We present a novel screening platform and methodology to model and identify how combinations of biomaterial and microenvironmental conditions guide cell phenotypes in 3D. Our approach to systematically identify complex relationships between microenvironmental cues and cell responses enables greater predictive power over cell fate in conditions with interacting material design factors. We demonstrate that this approach not only predicts that mesenchymal stromal cell (MSC) myofibrogenesis is promoted by soft, porous 3D biomaterials, but also generated new insights which demonstrate how biomaterial properties can differentially modulate MSC response to soluble signals. An additional benefit of the process includes utilizing both parametric and non parametric analyses which can demonstrate dominant significant trends as well as subtle interactions between biochemical and biomaterial cues.
生物材料的物理和化学性质与细胞微环境中的可溶性信号整合,以指导细胞命运和功能。基于生物材料的可预测的整合细胞反应控制已通过二维(2D)筛选平台进行了研究,但三维(3D)中的整合反应在很大程度上尚未得到系统探索。为满足这一需求,我们开发了一个筛选平台,使用聚乙二醇降冰片烯(PEG-NB)作为模型生物材料,在该平台上,可以在3D水凝胶阵列中独立且组合地控制聚合物重量百分比(以控制弹性模量)、粘附肽类型(RGD、DGEA、YIGSR)及其密度。我们应用该平台和回归模型来确定生物材料和可溶性生化(TGF-β1)因子的组合,这些组合能最佳地促进人间充质基质细胞(hMSCs)的肌成纤维细胞生成,以增进我们对心脏瓣膜组织工程再生过程的理解。与2D培养不同,我们的筛选结果显示,柔软的水凝胶(低PEG-NB重量百分比)最能促进表达高水平α-平滑肌肌动蛋白(α-SMA)和I型胶原蛋白的伸展型肌成纤维细胞。无论培养基中是否存在TGF-β1,高浓度的RGD都会在TGF-β1存在的情况下增强α-SMA表达并促进细胞铺展。引人注目的是,使胶原蛋白表达最大化的肽组合取决于TGF-β1的存在与否,这表明生物材料特性可以调节间充质基质细胞对可溶性信号的反应。这种将3D生物材料阵列筛选平台与统计建模相结合的方法广泛适用于系统地确定能最佳引导细胞反应的生物材料和微环境条件的组合。

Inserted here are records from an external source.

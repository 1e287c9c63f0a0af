//! The reactive pipeline behind each dashboard.
//!
//! A filter change arrives as a request, the filter engine recomputes the
//! view from the immutable store, and every chart's aggregate is derived from
//! that view independently. Nothing is cached between calls.

use std::collections::BTreeMap;

use serde::{Deserialize, Serialize};

use crate::aggregate::{
    self, CategoryCount, CorrelationMatrix, Histogram, Reducer, TermFrequency, TimeSeriesPoint,
    MAX_BINS, SCORE_BINS, TEXT_LENGTH_BINS,
};
use crate::filter::{self, FilterSpec, Range};
use crate::geojoin::{self, CategoryMapRow, NumericMapRow};
use crate::geometry::GeometryTable;
use crate::levels::{self, LegendEntry, PerformanceLevel};
use crate::models::{
    AssessmentRecord, CategoricalField, ComplaintRecord, NumericField, Tabular, UnknownField,
};
use crate::normalize::RegionAliases;
use crate::store::{AssessmentStore, ComplaintStore, FilterOptions};

// ---

/// Chart identifiers, matching the element ids of the front-end.
#[derive(Debug, Clone, Copy, PartialEq, Eq, PartialOrd, Ord, Hash, Serialize)]
pub enum ChartId {
    #[serde(rename = "grafico-serie-temporal")]
    ComplaintsOverTime,
    #[serde(rename = "grafico-status")]
    StatusDistribution,
    #[serde(rename = "grafico-estados")]
    ComplaintsByState,
    #[serde(rename = "grafico-tamanho-texto")]
    TextLengthHistogram,
    #[serde(rename = "wordcloud-img")]
    TopTerms,
    #[serde(rename = "mapa-reclamacoes")]
    ComplaintsMap,
    #[serde(rename = "grafico-avaliacoes-ano")]
    AssessmentsOverTime,
    #[serde(rename = "grafico-niveis")]
    PerformanceLevels,
    #[serde(rename = "grafico-notas")]
    ScoreHistogram,
    #[serde(rename = "grafico-correlacao")]
    ScoreCorrelation,
    #[serde(rename = "mapa-notas")]
    ScoreMap,
    #[serde(rename = "mapa-niveis")]
    LevelMap,
}

/// Choropleth data for a numeric statistic.
#[derive(Debug, Clone, PartialEq, Serialize)]
pub struct NumericMap {
    #[serde(skip_serializing_if = "Option::is_none")]
    pub year: Option<i32>,
    #[serde(skip_serializing_if = "Option::is_none")]
    pub field: Option<NumericField>,
    #[serde(skip_serializing_if = "Option::is_none")]
    pub reducer: Option<Reducer>,
    /// `[lon, lat]` viewport centre.
    pub center: Option<[f64; 2]>,
    pub rows: Vec<NumericMapRow>,
}

/// Choropleth data for a categorical statistic.
#[derive(Debug, Clone, PartialEq, Serialize)]
pub struct CategoryMap {
    pub field: CategoricalField,
    pub center: Option<[f64; 2]>,
    pub legend: Vec<LegendEntry>,
    pub rows: Vec<CategoryMapRow>,
}

/// Chart-ready data for one chart.
#[derive(Debug, Clone, PartialEq, Serialize)]
#[serde(tag = "kind", content = "data", rename_all = "snake_case")]
pub enum Aggregate {
    TimeSeries(Vec<TimeSeriesPoint>),
    CategoryCounts(Vec<CategoryCount>),
    Histogram(Histogram),
    Correlation(CorrelationMatrix),
    Terms(Vec<TermFrequency>),
    NumericMap(NumericMap),
    CategoryMap(CategoryMap),
    /// The chart cannot be produced at all (e.g. its geometry layer failed to
    /// load). Empty data is never reported this way.
    Unavailable { reason: String },
}

pub type Charts = BTreeMap<ChartId, Aggregate>;

/// Why a chart request was rejected before any computation.
#[derive(Debug, Clone, PartialEq, Eq, thiserror::Error)]
pub enum RequestError {
    #[error(transparent)]
    UnknownField(#[from] UnknownField),

    #[error("bins must be between 1 and {max}, got {bins}")]
    BinsOutOfRange { bins: usize, max: usize },
}

/// A dashboard: a record store plus the charts computed from it.
pub trait Dashboard: Send + Sync + 'static {
    type Request: for<'de> Deserialize<'de> + Send + 'static;

    /// Values for the filter controls.
    fn options(&self) -> FilterOptions;

    /// Reject requests naming fields this dashboard's records do not carry,
    /// or asking for chart parameters out of range.
    fn validate(&self, request: &Self::Request) -> Result<(), RequestError>;

    /// Recompute every chart for the given request.
    fn on_filter_change(&self, request: &Self::Request) -> Charts;
}

fn unavailable(reason: impl Into<String>) -> Aggregate {
    Aggregate::Unavailable {
        reason: reason.into(),
    }
}

// --- complaints

#[derive(Debug, Clone, Default, Deserialize)]
#[serde(default)]
pub struct ComplaintsRequest {
    pub filter: FilterSpec,
    /// Year shown on the map; defaults to the latest year in the data.
    pub map_year: Option<i32>,
}

#[derive(Debug)]
pub struct ComplaintsDashboard {
    store: ComplaintStore,
    states: Option<GeometryTable>,
    aliases: RegionAliases,
    top_terms: usize,
}

impl ComplaintsDashboard {
    // ---
    pub fn new(
        store: ComplaintStore,
        states: Option<GeometryTable>,
        aliases: RegionAliases,
        top_terms: usize,
    ) -> Self {
        Self {
            store,
            states,
            aliases,
            top_terms,
        }
    }

    pub fn store(&self) -> &ComplaintStore {
        &self.store
    }

    pub fn geometry(&self) -> Option<&GeometryTable> {
        self.states.as_ref()
    }

    fn latest_year(&self) -> Option<i32> {
        self.store.records().iter().map(Tabular::year).max()
    }

    fn complaints_map(&self, request: &ComplaintsRequest) -> Aggregate {
        // ---
        let Some(states) = &self.states else {
            return unavailable("state boundaries are not loaded");
        };
        let year = request.map_year.or_else(|| self.latest_year());

        // The map has its own year selector; the chart year range does not apply.
        let spec = FilterSpec {
            years: year.map(|y| Range::new(y, y)),
            ..request.filter.clone()
        };
        let view = filter::apply(&self.store, &spec);
        let counts = aggregate::region_counts(&view, &self.aliases);

        Aggregate::NumericMap(NumericMap {
            year,
            field: None,
            reducer: None,
            center: states.center(),
            rows: geojoin::join_numeric(&counts, states, &self.aliases),
        })
    }
}

impl Dashboard for ComplaintsDashboard {
    type Request = ComplaintsRequest;

    fn options(&self) -> FilterOptions {
        self.store.filter_options()
    }

    fn validate(&self, request: &ComplaintsRequest) -> Result<(), RequestError> {
        Ok(request.filter.validate_for::<ComplaintRecord>()?)
    }

    fn on_filter_change(&self, request: &ComplaintsRequest) -> Charts {
        // ---
        let view = filter::apply(&self.store, &request.filter);
        tracing::info!(
            "Complaints: {} predicates, {} of {} records in view",
            request.filter.len(),
            view.len(),
            self.store.len()
        );

        let mut charts = Charts::new();
        charts.insert(
            ChartId::ComplaintsOverTime,
            Aggregate::TimeSeries(aggregate::time_series(&view)),
        );
        charts.insert(
            ChartId::StatusDistribution,
            Aggregate::CategoryCounts(aggregate::category_counts(
                &view,
                CategoricalField::Status,
                None,
            )),
        );
        charts.insert(
            ChartId::ComplaintsByState,
            Aggregate::CategoryCounts(aggregate::category_counts(
                &view,
                CategoricalField::State,
                None,
            )),
        );
        charts.insert(
            ChartId::TextLengthHistogram,
            Aggregate::Histogram(aggregate::histogram(
                &view,
                NumericField::TextLength,
                TEXT_LENGTH_BINS,
            )),
        );
        charts.insert(
            ChartId::TopTerms,
            Aggregate::Terms(aggregate::term_frequencies(&view, self.top_terms)),
        );
        charts.insert(ChartId::ComplaintsMap, self.complaints_map(request));
        charts
    }
}

// --- assessments

#[derive(Debug, Clone, Default, Deserialize)]
#[serde(default)]
pub struct AssessmentsRequest {
    pub filter: FilterSpec,
    /// Score shown in the histogram and the score map (default: mathematics).
    pub stat_field: Option<NumericField>,
    /// Reducer name for the score map; unknown names fall back to mean.
    pub reducer: Option<String>,
    /// Histogram bin count (default 20, at most [`MAX_BINS`]).
    pub bins: Option<usize>,
    /// Columns offered to the correlation chart (default: every score).
    pub correlation_fields: Option<Vec<NumericField>>,
}

impl AssessmentsRequest {
    // ---
    fn stat_field(&self) -> NumericField {
        self.stat_field.unwrap_or(NumericField::MathScore)
    }

    fn reducer(&self) -> Reducer {
        self.reducer
            .as_deref()
            .map_or_else(Reducer::default, Reducer::parse_or_default)
    }
}

#[derive(Debug)]
pub struct AssessmentsDashboard {
    store: AssessmentStore,
    municipalities: Option<GeometryTable>,
    aliases: RegionAliases,
}

impl AssessmentsDashboard {
    // ---
    pub fn new(
        store: AssessmentStore,
        municipalities: Option<GeometryTable>,
        aliases: RegionAliases,
    ) -> Self {
        Self {
            store,
            municipalities,
            aliases,
        }
    }

    pub fn store(&self) -> &AssessmentStore {
        &self.store
    }

    pub fn geometry(&self) -> Option<&GeometryTable> {
        self.municipalities.as_ref()
    }
}

impl Dashboard for AssessmentsDashboard {
    type Request = AssessmentsRequest;

    fn options(&self) -> FilterOptions {
        self.store.filter_options()
    }

    fn validate(&self, request: &AssessmentsRequest) -> Result<(), RequestError> {
        // ---
        request.filter.validate_for::<AssessmentRecord>()?;

        let fields = std::iter::once(request.stat_field())
            .chain(request.correlation_fields.iter().flatten().copied());
        for field in fields {
            if !AssessmentRecord::NUMERIC.contains(&field) {
                return Err(UnknownField(field.to_string()).into());
            }
        }

        if let Some(bins) = request.bins.filter(|b| !(1..=MAX_BINS).contains(b)) {
            return Err(RequestError::BinsOutOfRange {
                bins,
                max: MAX_BINS,
            });
        }
        Ok(())
    }

    fn on_filter_change(&self, request: &AssessmentsRequest) -> Charts {
        // ---
        let view = filter::apply(&self.store, &request.filter);
        let field = request.stat_field();
        let reducer = request.reducer();
        tracing::info!(
            "Assessments: {} predicates, {} of {} records in view, {} by {:?}",
            request.filter.len(),
            view.len(),
            self.store.len(),
            field,
            reducer
        );

        let levels = PerformanceLevel::labels();
        let whitelist = request
            .correlation_fields
            .as_deref()
            .unwrap_or(AssessmentRecord::NUMERIC);

        let mut charts = Charts::new();
        charts.insert(
            ChartId::AssessmentsOverTime,
            Aggregate::TimeSeries(aggregate::time_series(&view)),
        );
        charts.insert(
            ChartId::PerformanceLevels,
            Aggregate::CategoryCounts(aggregate::category_counts(
                &view,
                CategoricalField::PerformanceLevel,
                Some(levels.as_slice()),
            )),
        );
        charts.insert(
            ChartId::ScoreHistogram,
            Aggregate::Histogram(aggregate::histogram(
                &view,
                field,
                request.bins.unwrap_or(SCORE_BINS),
            )),
        );
        charts.insert(
            ChartId::ScoreCorrelation,
            Aggregate::Correlation(aggregate::correlation(&view, whitelist)),
        );

        match &self.municipalities {
            Some(table) => {
                let scores = aggregate::region_statistic(&view, field, reducer, &self.aliases);
                charts.insert(
                    ChartId::ScoreMap,
                    Aggregate::NumericMap(NumericMap {
                        year: None,
                        field: Some(field),
                        reducer: Some(reducer),
                        center: table.center(),
                        rows: geojoin::join_numeric(&scores, table, &self.aliases),
                    }),
                );

                let dominant = aggregate::region_mode(
                    &view,
                    CategoricalField::PerformanceLevel,
                    &levels,
                    &self.aliases,
                );
                charts.insert(
                    ChartId::LevelMap,
                    Aggregate::CategoryMap(CategoryMap {
                        field: CategoricalField::PerformanceLevel,
                        center: table.center(),
                        legend: levels::legend(),
                        rows: geojoin::join_categorical(&dominant, table, &self.aliases),
                    }),
                );
            }
            None => {
                let reason = "municipality boundaries are not loaded";
                charts.insert(ChartId::ScoreMap, unavailable(reason));
                charts.insert(ChartId::LevelMap, unavailable(reason));
            }
        }
        charts
    }
}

我们提出了一种新颖的筛选平台和方法,用于模拟和确定生物材料和微环境条件的组合如何在3D中引导细胞表型。我们系统地识别微环境信号与细胞反应之间复杂关系的方法,在存在相互作用的材料设计因素的条件下,对细胞命运具有更强的预测能力。我们证明,这种方法不仅预测间充质基质细胞(MSC)的肌成纤维细胞生成是由柔软、多孔的3D生物材料促进的,还产生了新的见解,展示了生物材料特性如何不同地调节间充质基质细胞对可溶性信号的反应。该过程的另一个好处包括利用参数分析和非参数分析,这可以证明主要的显著趋势以及生化和生物材料信号之间的微妙相互作用。